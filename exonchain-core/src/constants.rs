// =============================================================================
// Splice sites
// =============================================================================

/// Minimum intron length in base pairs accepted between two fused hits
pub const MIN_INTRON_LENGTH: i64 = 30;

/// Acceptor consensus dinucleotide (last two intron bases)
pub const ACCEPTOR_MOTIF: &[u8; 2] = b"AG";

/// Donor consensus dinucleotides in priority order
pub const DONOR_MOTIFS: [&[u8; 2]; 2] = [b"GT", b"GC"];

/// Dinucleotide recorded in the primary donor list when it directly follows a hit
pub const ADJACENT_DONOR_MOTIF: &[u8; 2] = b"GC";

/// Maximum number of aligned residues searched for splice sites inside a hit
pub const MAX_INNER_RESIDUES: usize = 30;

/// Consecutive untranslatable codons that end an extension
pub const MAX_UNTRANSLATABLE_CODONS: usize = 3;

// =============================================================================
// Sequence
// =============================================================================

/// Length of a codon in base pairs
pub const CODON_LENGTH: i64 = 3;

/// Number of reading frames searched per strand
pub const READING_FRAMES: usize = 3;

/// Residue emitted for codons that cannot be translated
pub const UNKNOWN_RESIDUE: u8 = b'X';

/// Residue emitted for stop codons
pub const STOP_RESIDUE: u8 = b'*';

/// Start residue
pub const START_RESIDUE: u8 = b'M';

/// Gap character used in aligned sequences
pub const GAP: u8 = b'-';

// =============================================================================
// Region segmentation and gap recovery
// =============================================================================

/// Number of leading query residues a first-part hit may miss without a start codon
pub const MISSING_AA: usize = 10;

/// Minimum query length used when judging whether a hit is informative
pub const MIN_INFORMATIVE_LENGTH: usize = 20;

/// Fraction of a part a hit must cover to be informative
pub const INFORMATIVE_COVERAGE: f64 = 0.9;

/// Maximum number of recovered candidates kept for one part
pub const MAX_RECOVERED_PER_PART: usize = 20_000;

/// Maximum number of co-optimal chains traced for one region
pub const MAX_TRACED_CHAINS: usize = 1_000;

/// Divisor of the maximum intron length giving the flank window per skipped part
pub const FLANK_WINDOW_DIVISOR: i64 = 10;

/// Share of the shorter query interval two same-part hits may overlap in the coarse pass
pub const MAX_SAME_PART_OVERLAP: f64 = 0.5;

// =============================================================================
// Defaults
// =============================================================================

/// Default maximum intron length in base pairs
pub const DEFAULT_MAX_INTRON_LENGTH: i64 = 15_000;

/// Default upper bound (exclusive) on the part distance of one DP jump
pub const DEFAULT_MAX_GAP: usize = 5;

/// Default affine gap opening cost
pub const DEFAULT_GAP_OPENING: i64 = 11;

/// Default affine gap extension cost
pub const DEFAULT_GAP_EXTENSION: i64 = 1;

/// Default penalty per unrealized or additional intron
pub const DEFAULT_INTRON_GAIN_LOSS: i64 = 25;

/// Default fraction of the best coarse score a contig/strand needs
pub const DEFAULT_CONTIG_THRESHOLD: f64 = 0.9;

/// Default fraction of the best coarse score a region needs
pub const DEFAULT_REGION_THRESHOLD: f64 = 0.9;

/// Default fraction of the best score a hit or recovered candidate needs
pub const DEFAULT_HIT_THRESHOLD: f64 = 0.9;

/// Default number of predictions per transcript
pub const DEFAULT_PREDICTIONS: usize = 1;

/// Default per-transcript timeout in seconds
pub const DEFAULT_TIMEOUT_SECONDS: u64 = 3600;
────────────────────────────────────────
## Exercise objective
The range begins at the line containing "gap opening cost" and ends at the last line of the entries; reproduce it exactly.

## Reply to the exercise
/// Default affine gap opening cost
pub const DEFAULT_GAP_OPENING: i64 = 11;

/// Default affine gap extension cost
pub const DEFAULT_GAP_EXTENSION: i64 = 1;

/// Default penalty per unrealized or additional intron
pub const DEFAULT_INTRON_GAIN_LOSS: i64 = 25;

/// Default fraction of the best coarse score a contig/strand needs
pub const DEFAULT_CONTIG_THRESHOLD: f64 = 0.9;

/// Default fraction of the best coarse score a region needs
pub const DEFAULT_REGION_THRESHOLD: f64 = 0.9;

/// Default fraction of the best score a hit or recovered candidate needs
pub const DEFAULT_HIT_THRESHOLD: f64 = 0.9;

/// Default number of predictions per transcript
pub const DEFAULT_PREDICTIONS: usize = 1;

/// Default per-transcript timeout in seconds
pub const DEFAULT_TIMEOUT_SECONDS: u64 = 3600;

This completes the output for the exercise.